Si Gaspard n’aime pas parler de lui, il aime encore moins parler de sa sexualité, qui, jusqu’à la veille, se réduisait à rien.

— Mais encore ? Blonde ? Rousse ?

— C’est une vraie blonde ! Je peux vous l’assurer !

Gaspard se mord la lèvre. N’en a-t-il pas trop dit ? L’autre n’a pas relevé le détail.

— Et la carrosserie ?

— La carrosserie de quoi ?

— Nous sommes entre hommes, mon cher. On se comprend. Comment est-elle foutue, cette garce ?

Gaspard est un peu choqué par la trivialité des propos, mais en même temps flatté d’être vu comme un homme à femmes, celui qui a remporté le trophée.

— Elle a de jolies formes, bien rebondies. Enfin, je pense, car elle avait un gros manteau de fourrure.

— Alors ses yeux, sa bouche…

Gaspard ne se sent plus. Évoquer ce corps qu’il ne toucherait jamais plus déclenche à nouveau cette irrépressible tension.

— Elle a des yeux verts magnifiques, avec ses petites pommettes. Une petite bouche toute rouge qui ressort sur sa peau blanche et des lèvres…

— Mais vous me décrivez une vraie gravure Pirelli !

— C’est ça ! C’est le nom que je cherchais depuis que je l’ai vue !

— Quelle chance, mon ami ! Des femmes, j’en ai eu autant que j’ai voulu ! C’est un petit avantage de notre métier !

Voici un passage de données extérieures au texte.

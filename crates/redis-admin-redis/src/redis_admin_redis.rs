//! Redis side of the keyspace admin
//!
//! Connections are resolved per configured server by [`ConnectionRegistry`]
//! (direct, primary/replica split, or Sentinel discovery). A [`Queryset`]
//! pages through one keyspace over the [`Keyspace`] trait: `SCAN` for names,
//! one pipeline for type/TTL/idle metadata, and one pipeline for values.
//! [`AdminSite`] builds one [`ServerAdmin`] per server for a front end.

mod admin;
#[cfg(test)]
mod admin_tests;
mod client;
#[cfg(test)]
mod client_tests;
pub mod fetcher;
#[cfg(test)]
mod fetcher_tests;
mod keyspace;
#[cfg(test)]
mod keyspace_tests;
#[cfg(test)]
mod mock;
mod queryset;
#[cfg(test)]
mod queryset_tests;

pub use admin::*;
pub use client::*;
pub use fetcher::{DEFAULT_KEY_COUNT, PageWindow};
pub use keyspace::*;
pub use queryset::*;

Le clin d’œil était-il utile ? se demande Gaspard.

— Mais Barbara, c’est un mythe ! Si je la croise, je prends ma retraite après ! Avec elle !

Son rire est désagréable. Gaspard préférerait parler du voyage à venir, car Coplan lui a fait peur.

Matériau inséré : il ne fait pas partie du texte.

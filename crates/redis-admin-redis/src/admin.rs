//! Admin bindings, one per configured server
//!
//! `AdminSite` is built from the configuration at startup. Each `ServerAdmin`
//! answers the list/count/get calls of a front end by creating a fresh
//! `Queryset` on the server's read connection.

use crate::client::ConnectionRegistry;
use crate::queryset::Queryset;
use chrono::{DateTime, Duration, Utc};
use redis_admin_core::{
    AdminConfig, AdminError, DecoderSettings, KeyRecord, Lookup, Result, ServerSpec,
};
use std::sync::Arc;

/// Columns of the key list, in display order
#[derive(Debug, Clone, Copy, PartialEq, Eq)]
pub enum Column {
    Key,
    Type,
    ExpiresAt,
    Ttl,
    Idle,
    CroppedValue,
    Json,
    Base64,
}

impl Column {
    /// The list view columns
    pub const LIST_DISPLAY: [Column; 8] = [
        Column::Key,
        Column::Type,
        Column::ExpiresAt,
        Column::Ttl,
        Column::Idle,
        Column::CroppedValue,
        Column::Json,
        Column::Base64,
    ];

    pub fn name(&self) -> &'static str {
        match self {
            Column::Key => "key",
            Column::Type => "type",
            Column::ExpiresAt => "expires_at",
            Column::Ttl => "ttl",
            Column::Idle => "idle",
            Column::CroppedValue => "cropped_value",
            Column::Json => "json",
            Column::Base64 => "base64",
        }
    }

    /// Cell text for `record`, with durations taken relative to `now`
    pub fn render(&self, record: &KeyRecord, crop_size: usize, now: DateTime<Utc>) -> String {
        match self {
            Column::Key => record.key.clone(),
            Column::Type => record.key_type.to_string(),
            Column::ExpiresAt => record
                .expires_at
                .map(|at| at.format("%Y-%m-%d %H:%M:%S").to_string())
                .unwrap_or_default(),
            Column::Ttl => record.ttl_at(now).map(format_duration).unwrap_or_default(),
            Column::Idle => record.idle_at(now).map(format_duration).unwrap_or_default(),
            Column::CroppedValue => record.cropped_value(crop_size),
            Column::Json => record.is_json.to_string(),
            Column::Base64 => record.is_base64.to_string(),
        }
    }
}

/// Compact `1d 2h 3m 4s` rendering; negative durations are shown as `0s`
pub fn format_duration(duration: Duration) -> String {
    let total = duration.num_seconds().max(0);
    let (days, rem) = (total / 86_400, total % 86_400);
    let (hours, rem) = (rem / 3_600, rem % 3_600);
    let (minutes, seconds) = (rem / 60, rem % 60);

    let mut parts = Vec::new();
    if days > 0 {
        parts.push(format!("{}d", days));
    }
    if hours > 0 {
        parts.push(format!("{}h", hours));
    }
    if minutes > 0 {
        parts.push(format!("{}m", minutes));
    }
    if seconds > 0 || parts.is_empty() {
        parts.push(format!("{}s", seconds));
    }
    parts.join(" ")
}

/// Admin binding for one server
#[derive(Debug, Clone)]
pub struct ServerAdmin {
    name: String,
    verbose_name: String,
    verbose_name_plural: String,
    list_per_page: usize,
    registry: Arc<ConnectionRegistry>,
    settings: Arc<DecoderSettings>,
}

impl ServerAdmin {
    pub fn new(
        name: impl Into<String>,
        spec: &ServerSpec,
        default_list_per_page: usize,
        registry: Arc<ConnectionRegistry>,
        settings: Arc<DecoderSettings>,
    ) -> Self {
        let name = name.into();
        let verbose_name = spec.meta.verbose_name.clone().unwrap_or_else(|| name.clone());
        let verbose_name_plural = spec
            .meta
            .verbose_name_plural
            .clone()
            .unwrap_or_else(|| format!("{}s", verbose_name));

        Self {
            name,
            verbose_name,
            verbose_name_plural,
            list_per_page: spec.meta.list_per_page.unwrap_or(default_list_per_page),
            registry,
            settings,
        }
    }

    pub fn name(&self) -> &str {
        &self.name
    }

    pub fn verbose_name(&self) -> &str {
        &self.verbose_name
    }

    pub fn verbose_name_plural(&self) -> &str {
        &self.verbose_name_plural
    }

    pub fn list_per_page(&self) -> usize {
        self.list_per_page
    }

    pub fn crop_size(&self) -> usize {
        self.settings.crop_size()
    }

    /// Lookup used by the list view's search box
    pub fn search_lookup(&self, term: impl Into<String>) -> Lookup {
        Lookup::contains(term)
    }

    /// A fresh queryset on the read connection. One extra row past the page
    /// size lets a caller tell whether another page exists.
    pub async fn queryset(&self) -> Result<Queryset> {
        let conn = self.registry.read_connection(&self.name).await?;
        Ok(Queryset::new(
            conn,
            self.settings.clone(),
            self.list_per_page + 1,
        ))
    }

    /// Up to `limit` records starting at `offset`
    pub async fn list(
        &self,
        filter: Option<Lookup>,
        offset: usize,
        limit: usize,
    ) -> Result<Vec<KeyRecord>> {
        let mut queryset = self.queryset().await?;
        queryset.filter(filter)?;
        queryset.slice(offset, offset.saturating_add(limit), 1)?;
        Ok(queryset.records().await?.to_vec())
    }

    pub async fn count(&self, filter: Option<Lookup>) -> Result<usize> {
        let mut queryset = self.queryset().await?;
        queryset.filter(filter)?;
        queryset.count().await
    }

    /// The one key matching `lookup`
    pub async fn get(&self, lookup: Lookup) -> Result<KeyRecord> {
        let mut queryset = self.queryset().await?;
        queryset.get([lookup]).await
    }
}

/// Every server's admin binding
#[derive(Debug, Clone)]
pub struct AdminSite {
    registry: Arc<ConnectionRegistry>,
    settings: Arc<DecoderSettings>,
    admins: Vec<ServerAdmin>,
}

impl AdminSite {
    /// Validate `config` and build one binding per server. No connection is
    /// opened until a binding is used.
    pub fn from_config(config: &AdminConfig) -> Result<Self> {
        let registry = Arc::new(ConnectionRegistry::new(config)?);
        Self::with_registry(config, registry)
    }

    /// Build the bindings on an existing registry
    pub fn with_registry(config: &AdminConfig, registry: Arc<ConnectionRegistry>) -> Result<Self> {
        let settings = Arc::new(DecoderSettings::from_config(config)?);
        let admins = config
            .servers
            .iter()
            .map(|(name, spec)| {
                ServerAdmin::new(
                    name.as_str(),
                    spec,
                    config.list_per_page,
                    registry.clone(),
                    settings.clone(),
                )
            })
            .collect::<Vec<_>>();

        tracing::debug!(servers = admins.len(), "admin site ready");
        Ok(Self {
            registry,
            settings,
            admins,
        })
    }

    pub fn admins(&self) -> &[ServerAdmin] {
        &self.admins
    }

    pub fn admin(&self, name: &str) -> Result<&ServerAdmin> {
        self.admins
            .iter()
            .find(|admin| admin.name == name)
            .ok_or_else(|| AdminError::Configuration(format!("Unknown Redis server: {}", name)))
    }

    pub fn registry(&self) -> &Arc<ConnectionRegistry> {
        &self.registry
    }

    pub fn settings(&self) -> &Arc<DecoderSettings> {
        &self.settings
    }
}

Entre deux saillies sur les femmes, Hubert livre quand même ce qui a été prévu. Gaspard acquiesce, car il n’a aucune échappatoire. D’abord rentrer sain et sauf avec le trésor, ensuite, il verra pour ces grands frères un peu trop envahissants.

Bonisseur de La Bath l’accompagne jusqu’à son hôtel, par sécurité. Les rues sont calmes, malgré le nombre de femmes qui prennent l’air sur le pas de la porte, chacune les saluant d’un gentil mot. Hubert commente chacune d’entre-t-elle comme s’il s’agissait de marchandises. Gaspard est choqué par son manque de respect. En arrivant devant l’hôtel, à nouveau son sourire niais s’affiche.

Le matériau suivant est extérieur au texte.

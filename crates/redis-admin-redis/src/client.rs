//! Connection resolution
//!
//! Every configured server has a read connection (replica if one is
//! configured or discovered) and a write connection (primary). Connections are
//! created on first use and cached for the registry's lifetime. A cached
//! direct connection reconnects after a drop; a cached Sentinel connection
//! asks Sentinel for the current node again after a failure.

use crate::keyspace::{Keyspace, RedisKeyspace};
use redis::sentinel::{SentinelClient, SentinelNodeConnectionInfo, SentinelServerType};
use redis_admin_core::{
    AdminConfig, AdminError, ConnectionParams, Result, SentinelOptions, ServerSpec,
};
use std::collections::BTreeMap;
use std::sync::Arc;
use std::time::Duration;
use tokio::sync::OnceCell;

/// Which side of a primary/replica split a connection serves
#[derive(Debug, Clone, Copy, PartialEq, Eq, Hash)]
pub enum Role {
    /// Reads, served by a replica when available
    Read,
    /// Writes, always served by the primary
    Write,
}

impl Role {
    pub fn as_str(&self) -> &'static str {
        match self {
            Role::Read => "slave",
            Role::Write => "master",
        }
    }
}

impl std::fmt::Display for Role {
    fn fmt(&self, f: &mut std::fmt::Formatter<'_>) -> std::fmt::Result {
        f.write_str(self.as_str())
    }
}

struct ServerSlot {
    spec: ServerSpec,
    read: OnceCell<Arc<dyn Keyspace>>,
    write: OnceCell<Arc<dyn Keyspace>>,
}

impl ServerSlot {
    fn cell(&self, role: Role) -> &OnceCell<Arc<dyn Keyspace>> {
        match role {
            Role::Read => &self.read,
            Role::Write => &self.write,
        }
    }
}

/// Resolves logical server names to cached connections
pub struct ConnectionRegistry {
    servers: BTreeMap<String, ServerSlot>,
    sentinels: Vec<String>,
    sentinel_options: SentinelOptions,
    socket_timeout: Duration,
}

impl ConnectionRegistry {
    /// Validate the configuration and prepare (but do not open) connections
    pub fn new(config: &AdminConfig) -> Result<Self> {
        config.validate()?;
        let socket_timeout = config.socket_timeout()?;

        let servers = config
            .servers
            .iter()
            .map(|(name, spec)| {
                let slot = ServerSlot {
                    spec: spec.clone(),
                    read: OnceCell::new(),
                    write: OnceCell::new(),
                };
                (name.clone(), slot)
            })
            .collect();

        tracing::debug!(
            servers = config.servers.len(),
            sentinels = config.sentinels.len(),
            "connection registry initialized"
        );

        Ok(Self {
            servers,
            sentinels: config
                .sentinels
                .iter()
                .map(|(host, port)| format!("redis://{}:{}", host, port))
                .collect(),
            sentinel_options: config.sentinel_options.clone(),
            socket_timeout,
        })
    }

    /// Install an already-open connection for `name` and `role`.
    ///
    /// Fails if the server is unknown or the slot is already filled.
    pub fn with_connection(
        self,
        name: &str,
        role: Role,
        connection: Arc<dyn Keyspace>,
    ) -> Result<Self> {
        self.slot(name)?.cell(role).set(connection).map_err(|_| {
            AdminError::Configuration(format!("{} connection for {} is already open", role, name))
        })?;
        Ok(self)
    }

    /// Configured server names, sorted
    pub fn server_names(&self) -> impl Iterator<Item = &str> {
        self.servers.keys().map(String::as_str)
    }

    /// The configuration of a server
    pub fn spec(&self, name: &str) -> Result<&ServerSpec> {
        self.slot(name).map(|slot| &slot.spec)
    }

    /// Connection for reads, preferring a replica
    pub async fn read_connection(&self, name: &str) -> Result<Arc<dyn Keyspace>> {
        self.connection(name, Role::Read).await
    }

    /// Connection to the primary
    pub async fn write_connection(&self, name: &str) -> Result<Arc<dyn Keyspace>> {
        self.connection(name, Role::Write).await
    }

    /// Cached connection for `name` and `role`, created on first use
    pub async fn connection(&self, name: &str, role: Role) -> Result<Arc<dyn Keyspace>> {
        let slot = self.slot(name)?;
        let connection = slot
            .cell(role)
            .get_or_try_init(|| async {
                let keyspace = match &slot.spec.service_name {
                    Some(service) => {
                        let params = slot.spec.sentinel_params(&self.sentinel_options);
                        self.connect_sentinel(name, service, &params, role).await?
                    }
                    None => {
                        let params = match role {
                            Role::Read => slot.spec.read_params(),
                            Role::Write => slot.spec.write_params(),
                        };
                        self.connect_direct(name, params, role).await?
                    }
                };
                Ok::<_, AdminError>(Arc::new(keyspace) as Arc<dyn Keyspace>)
            })
            .await?;

        Ok(connection.clone())
    }

    fn slot(&self, name: &str) -> Result<&ServerSlot> {
        self.servers
            .get(name)
            .ok_or_else(|| AdminError::Configuration(format!("Unknown Redis server: {}", name)))
    }

    #[tracing::instrument(skip(self, params), fields(address = %params.display_target()))]
    async fn connect_direct(
        &self,
        name: &str,
        params: &ConnectionParams,
        role: Role,
    ) -> Result<RedisKeyspace> {
        tracing::debug!("connecting to {} {}", role, name);

        let timeout = params.socket_timeout(self.socket_timeout)?;
        let client = redis::Client::open(params.connection_url().as_str()).map_err(|e| {
            AdminError::Configuration(format!("Invalid connection for server {}: {}", name, e))
        })?;

        RedisKeyspace::connect(client, timeout, format!("{}/{}", name, role)).await
    }

    #[tracing::instrument(skip(self, params), fields(db = params.db))]
    async fn connect_sentinel(
        &self,
        name: &str,
        service: &str,
        params: &ConnectionParams,
        role: Role,
    ) -> Result<RedisKeyspace> {
        tracing::debug!(sentinels = ?self.sentinels, "getting {} for {} from sentinel", role, name);

        let timeout = params.socket_timeout(self.socket_timeout)?;
        let server_type = match role {
            Role::Read => SentinelServerType::Replica,
            Role::Write => SentinelServerType::Master,
        };
        let client = SentinelClient::build(
            self.sentinels.clone(),
            service.to_string(),
            Some(sentinel_node(params)),
            server_type,
        )
        .map_err(|e| {
            AdminError::Configuration(format!("Invalid sentinels for server {}: {}", name, e))
        })?;

        RedisKeyspace::discover(client, params.db, timeout, format!("{}/{}", name, role)).await
    }
}

/// How to reach a node Sentinel hands out for a server
pub(crate) fn sentinel_node(params: &ConnectionParams) -> SentinelNodeConnectionInfo {
    SentinelNodeConnectionInfo {
        tls_mode: params.tls.then_some(redis::TlsMode::Secure),
        redis_connection_info: Some(redis::RedisConnectionInfo {
            db: params.db,
            username: params.username.clone(),
            password: params.password.clone(),
            ..Default::default()
        }),
    }
}

impl std::fmt::Debug for ConnectionRegistry {
    fn fmt(&self, f: &mut std::fmt::Formatter<'_>) -> std::fmt::Result {
        f.debug_struct("ConnectionRegistry")
            .field("servers", &self.servers.keys().collect::<Vec<_>>())
            .field("sentinels", &self.sentinels)
            .field("socket_timeout", &self.socket_timeout)
            .finish()
    }
}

— Eh bien, mon vieux, vous avez bien choisi ! Si c’est pour dormir, ça va être difficile !

Après lui avoir souhaité, goguenard, une bonne nuit, il lui donne rendez-vous au pied de la passerelle. Gaspard est irrité par son ton légèrement supérieur, tout en ayant hâte d’avoir son expérience.

Dans cette chambre minuscule, aux odeurs nauséabondes et aux draps sales, le luxe partagé avec Barbara parait bien loin. L’hôtel n’était pas offert par les Américains et son pécule est minuscule. La prochaine fois, il se promet de négocier les frais annexes. Les allées et venues incessantes, les cris et les soupirs de femmes troublent son sommeil. Pourquoi n’arrêtent-elles pas de faire du bruit ? C’est épuisé qu’il part vers le port.